Pioniera del fotomontaggio e della tecnica del collage, ha sperimentato stili e correnti artistiche diverse.
I suoi fotomontaggi, a differenza di quelli dei surrealisti, che mantenevano un aspetto reale, grazie alla continuità di scala o di colore, erano estremamente frammentari, per lo più di proporzioni e colori diversi, e minavano costantemente la percezione iniziale di chi li guardava, rappresentarono l’estetica della liberazione, della rivoluzione, della protesta.
Ha fatto parte del gruppo Dada di Berlino, sebbene spesso sia stata lasciata in secondo piano dalla critica e dalla ricostruzione storica del movimento.
La sua vasta produzione artistica si è dipanata dalla Prima Guerra Mondiale fino agli anni Settanta del Novecento.
Attraverso l’utilizzo di diverse tecniche, ha attraversato una varietà di temi, come il militarismo, l’industrializzazione e la tecnologia, le relazioni di genere, l’etnografia, decostruendo le immagini e gli stereotipi femminili ed esplorando le contraddittorie rappresentazioni della donna nuova diffuse nei mass media.
Hannah Hoch è il nome d’arte di Anna Therese Johanne Höch, nata il primo novembre 1889 a Gotha, in Germania. Cresciuta in una famiglia della media borghesia, l’amore per l’arte le era stato trasmesso dalla madre, pittrice per diletto. Dopo aver abbandonato gli studi per accudire la sorella minore e aver lavorato per un anno nell’ufficio di assicurazioni del padre, nel 1912, si è trasferita a Berlino per frequentare la scuola di arti applicate di Charlottenburg, dove ha studiato lavorazione del vetro e design artistico del libro, con una pausa forzata durante la guerra, quando si è impegnata con la Croce Rossa
Nel 1915 ha cominciato una relazione con l’artista Raoul Hausmann che l’aveva introdotta nell’ambiente culturale berlinese. Una storia d’amore turbolenta e conflittuale durata sette anni mentre l’uomo aveva moglie e figli. A lui, nel 1920, aveva dedicato “una breve storia caustica” intitolata Der Maler (Il pittore), in cui prendeva di mira il sessismo alla base del radicalismo dada e l’atteggiamento del compagno, da lei ritenuto ipocrita nei confronti dell’emancipazione femminile.
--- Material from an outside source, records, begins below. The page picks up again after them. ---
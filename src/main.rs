use std::process::ExitCode;

use anyhow::Context;
use clap::Parser;
use tracing::{error, info, warn};
use tracing_subscriber::EnvFilter;

mod cli;
mod config;
mod error;
mod metrics;
mod poller;
mod redis_client;
mod render;

use config::Config;
use metrics::RedisCollector;

#[tokio::main]
async fn main() -> ExitCode {
    init_tracing();

    match run().await {
        Ok(()) => ExitCode::SUCCESS,
        Err(e) => {
            error!("{e:#}");
            ExitCode::FAILURE
        }
    }
}

/// Logs go to stderr so stdout carries nothing but snapshots.
fn init_tracing() {
    let filter = EnvFilter::try_from_default_env().unwrap_or_else(|_| EnvFilter::new("info"));
    tracing_subscriber::fmt()
        .with_env_filter(filter)
        .with_writer(std::io::stderr)
        .init();
}

async fn run() -> anyhow::Result<()> {
    // ── 1. Configuration ─────────────────────────────────────────
    let args = cli::Args::parse();
    let cfg = Config::load(&args).context("failed to load configuration")?;

    // ── 2. Connect to Redis ──────────────────────────────────────
    info!(instance = %cfg.server.url, "connecting to Redis");
    let conn = redis_client::connect(&cfg.server.url, &cfg.server.password).await?;
    info!(instance = %cfg.server.url, "connected");

    // ── 3. Build the collector ───────────────────────────────────
    let mut collector =
        RedisCollector::new(conn, cfg.server.url.clone()).with_query_timeout(cfg.query_timeout());
    info!(
        instance = collector.instance(),
        rounds = cfg.monitor.rounds,
        interval_secs = cfg.monitor.interval_secs,
        "starting collection"
    );

    // ── 4. Poll until done or interrupted ────────────────────────
    let mut stdout = std::io::stdout().lock();
    tokio::select! {
        res = poller::run(&mut collector, cfg.monitor.rounds, cfg.interval(), &mut stdout) => {
            let done = res.context("failed to collect metrics")?;
            info!(rounds = done, "finished");
        }
        _ = tokio::signal::ctrl_c() => {
            warn!("interrupted, stopping");
        }
    }

    Ok(())
}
Mentre era iniziato il suo coinvolgimento col gruppo Dada, lavorava presso l’editore di riviste illustrate Ullstein come designer di modelli per tessuti ricamati e in pizzo, pubblicati in libri o riviste femminili di moda, utilizzando spesso come base ritagli di giornali. Le tecniche apprese da questa esperienza saranno utilizzate in diverse opere satiriche e politiche successive.
Agli inizi della sua carriera ha utilizzato la pittura, senza mai disdegnare la sperimentazione con vari materiali. Dal 1918 cominciarono a circolare i suoi primi fotomontaggi, la forma di espressione che l’ha resa famosa e che ha maggiormente connotato la sua carriera artistica.
L’inizio della sua partecipazione pubblica agli eventi dada è databile nel 1919, quando ha partecipato alla prima mostra collettiva nello studio del mercante d’arte ed editore Israel Ber Neumann, in cui ha esposto alcuni acquerelli astratti e nella serata di chiusura, ha suonato con coperchi di pentole un’antisinfonia composta da Golyscheff.
Dagli anni Venti, si è dedicata ai fotomontaggi che combinavano immagini di pubblicazioni popolari, tecniche di collage, pittura e fotografia. Un tripudio di immagini sovrapposte così diverse che, spesso, apparivano caotiche e impossibili da analizzare. Un’estetica perfetta per un’artista interessata al rumore senza senso della vita moderna.
Ha presentato nove opere alla prima Fiera Internazionale Dada del 1920.
Sebbene il movimento avesse un profilo anarchico e anti-conformista, era composto principalmente da uomini, e la figura di una donna costituiva un’eccezione al suo interno. Per questo motivo, ha proclamato a gran voce la propria emancipazione dalla figura maschile.
Mettendo in discussione l’idea di bellezza femminile, ha fatto emergere temi legati al genere e al ruolo della donna nella società, ponendo al centro del suo lavoro la costruzione dell’identità. I suoi montaggi offrono visioni caleidoscopiche della cultura tedesca tra le due guerre, da una prospettiva femminista e spiccatamente queer.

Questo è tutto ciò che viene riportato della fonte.